3. Meyer claims, “The Cambrian explosion represents a remarkable jump in the specified complexity or ‘complex specified information’ (CSI) of the biological world.” Yet to substantiate this, Meyer would have to yield up the details of the application of Dembski’s “generic chance elimination argument” to this event, which he does not do. There’s small wonder in that, for the total number of attempted uses of Dembski’s CSI in any even partially rigorous way number a meager four (Elsberry and Shallit, 2003).
In order to demonstrate that Elsberry and Shallit 2003 is incorrect on point (2), all one has to do is produce a citation in the published literature (dated prior to our paper) showing a complete and correct application of Dembski’s GCEA to a biological system such that “CSI” is concluded. Thus far, I’m unaware of any such instance. The only thing that makes any moves in that direction at all is Dembski’s section 5.10 of “NFL”, and we were careful to make clear why that one was both incomplete and incorrect.

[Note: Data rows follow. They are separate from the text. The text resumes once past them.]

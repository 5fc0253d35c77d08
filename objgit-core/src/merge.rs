//! Merging one branch's work into another.
//!
//! The branch point is the parent of the source branch's earliest commit.
//! Changes made on either side after it are combined with source-wins
//! tie-breaking, deletions on the source side dominate, and the result is
//! de-duplicated by content hash before it is committed to the target.

use crate::config::ConflictPolicy;
use crate::error::{Error, Result};
use crate::history::{commits_on_branch, find_commit, latest_on_branch};
use crate::host::Host;
use crate::models::{ChangeType, Commit, ObjectChange};
use crate::repository::{apply_to_state, materialize, payloads, ObjectState, Repository};
use std::collections::{BTreeSet, HashMap, HashSet};
use tracing::{debug, info, warn};

/// An object edited differently on both sides since the branch point.
#[derive(Debug, Clone, PartialEq)]
pub struct Conflict {
    pub id: String,
    pub description: String,
    pub source: ObjectChange,
    pub target: ObjectChange,
}

#[derive(Debug, Clone, PartialEq)]
pub enum ConflictStatus {
    Clean,
    Conflicted(Vec<Conflict>),
}

impl ConflictStatus {
    pub fn is_clean(&self) -> bool {
        matches!(self, ConflictStatus::Clean)
    }
}

/// Decides whether a merge may proceed. Both slices hold at most one change
/// per object id.
pub trait ConflictDetector {
    fn detect(&self, source: &[ObjectChange], target: &[ObjectChange]) -> ConflictStatus;
}

/// Never reports conflicts.
#[derive(Debug, Clone, Copy, Default)]
pub struct LastWriterWins;

impl ConflictDetector for LastWriterWins {
    fn detect(&self, _source: &[ObjectChange], _target: &[ObjectChange]) -> ConflictStatus {
        ConflictStatus::Clean
    }
}

/// Reports every object both sides touched with different outcomes. Identical
/// edits on both sides resolve on their own.
#[derive(Debug, Clone, Copy, Default)]
pub struct OverlappingEdits;
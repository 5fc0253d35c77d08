//! # objgit-core
//!
//! Core library for objgit - branch-aware version control for collections of
//! identifiable objects.
//!
//! This crate provides change detection against per-branch baselines, the
//! persisted commit log and branch catalog, branch switching and workspace
//! reconstruction, merging of divergent branches, and reconciliation of
//! externally supplied histories. Object payloads are opaque; the application
//! that owns the live objects plugs in through the [`Host`] trait.

pub mod config;
pub mod diff;
pub mod error;
pub mod history;
pub mod host;
pub mod merge;
pub mod models;
pub mod repository;
pub mod snapshot;
pub mod storage;
pub mod sync;

pub use config::Config;
pub use error::{Error, Result};
pub use history::CommitStore;
pub use host::{DirectoryHost, Host, MemoryHost};
pub use merge::{ConflictDetector, ConflictStatus, MergeOutcome};
pub use models::{Branch, ChangeType, Commit, CommitInfo, ObjectChange, Transform};
pub use repository::{Repository, SwitchOutcome};
pub use snapshot::{Baseline, ChangeSet};
pub use storage::{DocumentStore, JsonFileStore, SqliteStore};
pub use sync::{IngestMode, IngestReport};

In order to demonstrate that Elsberry and Shallit 2003 is incorrect on point (3), all one has to do is produce citations in the published literature (dated prior to our paper) showing the attempted application of Dembski’s GCEA to more than four cases. I’m unaware of any further examples that have been published, but I’m perfectly open to revising our number to account for all the instances.
Until and unless those citations are forthcoming, the braggadacio about how the Elsberry and Shallit 2003 paper can be safely ignored seems somewhat out of place.
I posted that on August 31st. As far as I can tell, neither Salvador nor any other ID advocate has made the slightest headway in showing that I was inaccurate in either claim made above. Salvador has taken up an aggressive grandstanding technique, though I think that it is obvious to all that there is little to no substance as yet to back it up. If I were wrong on the two points above, it seems to me that it would be simplicity itself for some ID advocate to show that I was wrong, and I would have expected that to happen already. I predict that what I've written here will again disappear into the ID memory hole of inconveniently true criticisms.
If I'm wrong here, though, I'm willing both to take my lumps and acknowledge whoever it is that shows me to be wrong. I'm still waiting for the documentation. I suspect I will wait a long, long time.